--- RECORDS FOR PROCESSING Enclosed Below ---
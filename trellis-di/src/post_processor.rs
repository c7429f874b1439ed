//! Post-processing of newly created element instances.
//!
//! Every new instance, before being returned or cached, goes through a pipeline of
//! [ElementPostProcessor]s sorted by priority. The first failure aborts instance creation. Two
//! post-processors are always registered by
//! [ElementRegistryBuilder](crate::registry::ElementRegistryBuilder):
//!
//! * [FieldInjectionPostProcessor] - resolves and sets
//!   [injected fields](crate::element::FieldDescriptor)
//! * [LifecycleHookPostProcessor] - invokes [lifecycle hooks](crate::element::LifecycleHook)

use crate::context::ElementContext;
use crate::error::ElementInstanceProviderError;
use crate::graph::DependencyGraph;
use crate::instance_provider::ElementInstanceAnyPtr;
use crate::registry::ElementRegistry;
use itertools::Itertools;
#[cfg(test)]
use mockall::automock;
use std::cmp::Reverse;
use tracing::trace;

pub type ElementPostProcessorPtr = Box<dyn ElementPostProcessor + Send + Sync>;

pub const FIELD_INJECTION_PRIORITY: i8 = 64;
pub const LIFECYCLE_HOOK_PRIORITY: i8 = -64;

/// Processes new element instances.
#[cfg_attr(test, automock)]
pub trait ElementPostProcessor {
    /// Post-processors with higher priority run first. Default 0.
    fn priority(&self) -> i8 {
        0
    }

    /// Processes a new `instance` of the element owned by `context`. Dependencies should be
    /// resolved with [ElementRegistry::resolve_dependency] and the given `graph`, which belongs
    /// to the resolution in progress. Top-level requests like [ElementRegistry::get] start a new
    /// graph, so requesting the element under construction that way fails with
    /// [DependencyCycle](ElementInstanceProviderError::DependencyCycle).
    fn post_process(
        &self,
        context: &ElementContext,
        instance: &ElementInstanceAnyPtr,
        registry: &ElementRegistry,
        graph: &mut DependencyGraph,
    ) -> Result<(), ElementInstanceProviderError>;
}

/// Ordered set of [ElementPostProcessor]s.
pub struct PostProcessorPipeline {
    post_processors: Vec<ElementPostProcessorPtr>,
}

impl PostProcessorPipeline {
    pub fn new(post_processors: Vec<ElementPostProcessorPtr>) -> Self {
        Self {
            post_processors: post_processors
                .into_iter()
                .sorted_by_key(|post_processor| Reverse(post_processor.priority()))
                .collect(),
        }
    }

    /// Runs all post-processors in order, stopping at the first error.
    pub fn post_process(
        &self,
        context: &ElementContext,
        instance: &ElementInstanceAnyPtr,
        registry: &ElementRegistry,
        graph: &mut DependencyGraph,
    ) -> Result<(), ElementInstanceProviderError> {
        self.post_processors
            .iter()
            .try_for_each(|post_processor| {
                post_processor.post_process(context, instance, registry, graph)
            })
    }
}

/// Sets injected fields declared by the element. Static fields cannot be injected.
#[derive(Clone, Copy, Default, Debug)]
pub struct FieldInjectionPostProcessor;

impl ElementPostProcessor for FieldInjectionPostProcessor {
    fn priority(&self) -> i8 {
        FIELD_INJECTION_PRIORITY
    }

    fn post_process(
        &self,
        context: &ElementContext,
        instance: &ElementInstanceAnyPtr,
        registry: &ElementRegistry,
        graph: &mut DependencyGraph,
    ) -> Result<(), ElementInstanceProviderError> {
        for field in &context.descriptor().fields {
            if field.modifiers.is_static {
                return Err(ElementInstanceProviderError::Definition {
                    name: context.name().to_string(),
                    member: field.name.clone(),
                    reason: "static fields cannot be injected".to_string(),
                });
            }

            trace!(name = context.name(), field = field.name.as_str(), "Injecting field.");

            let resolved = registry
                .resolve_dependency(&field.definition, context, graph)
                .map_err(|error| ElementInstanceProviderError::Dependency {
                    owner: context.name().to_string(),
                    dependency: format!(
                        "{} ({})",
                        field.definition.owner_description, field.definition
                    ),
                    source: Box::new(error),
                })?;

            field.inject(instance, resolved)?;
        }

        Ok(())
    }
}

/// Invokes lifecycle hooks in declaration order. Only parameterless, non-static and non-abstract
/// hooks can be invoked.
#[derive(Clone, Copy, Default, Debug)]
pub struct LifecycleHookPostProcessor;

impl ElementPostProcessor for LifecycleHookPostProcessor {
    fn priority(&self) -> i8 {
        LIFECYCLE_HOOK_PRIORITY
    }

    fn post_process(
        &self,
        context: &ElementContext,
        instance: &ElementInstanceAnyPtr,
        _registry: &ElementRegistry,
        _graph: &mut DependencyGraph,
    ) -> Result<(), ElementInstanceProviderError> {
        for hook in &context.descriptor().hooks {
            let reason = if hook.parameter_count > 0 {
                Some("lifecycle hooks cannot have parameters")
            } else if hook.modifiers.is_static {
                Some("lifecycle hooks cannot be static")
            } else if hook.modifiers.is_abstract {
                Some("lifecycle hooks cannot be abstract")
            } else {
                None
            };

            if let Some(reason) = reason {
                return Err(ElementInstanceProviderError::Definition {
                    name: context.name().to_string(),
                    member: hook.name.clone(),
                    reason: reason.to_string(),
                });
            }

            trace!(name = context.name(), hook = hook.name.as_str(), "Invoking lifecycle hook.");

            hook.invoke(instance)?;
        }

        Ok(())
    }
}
--- End of Enclosed RECORDS FOR PROCESSING ---
▶ **REQUIRED WORK**
The line containing "else if hook.modifiers.is_static" begins the span, and the last line of the records above ends it. Return that span exactly, and nothing outside it.

▶ **RESPONSE**
            } else if hook.modifiers.is_static {
                Some("lifecycle hooks cannot be static")
            } else if hook.modifiers.is_abstract {
                Some("lifecycle hooks cannot be abstract")
            } else {
                None
            };

            if let Some(reason) = reason {
                return Err(ElementInstanceProviderError::Definition {
                    name: context.name().to_string(),
                    member: hook.name.clone(),
                    reason: reason.to_string(),
                });
            }

            trace!(name = context.name(), hook = hook.name.as_str(), "Invoking lifecycle hook.");

            hook.invoke(instance)?;
        }

        Ok(())
    }
}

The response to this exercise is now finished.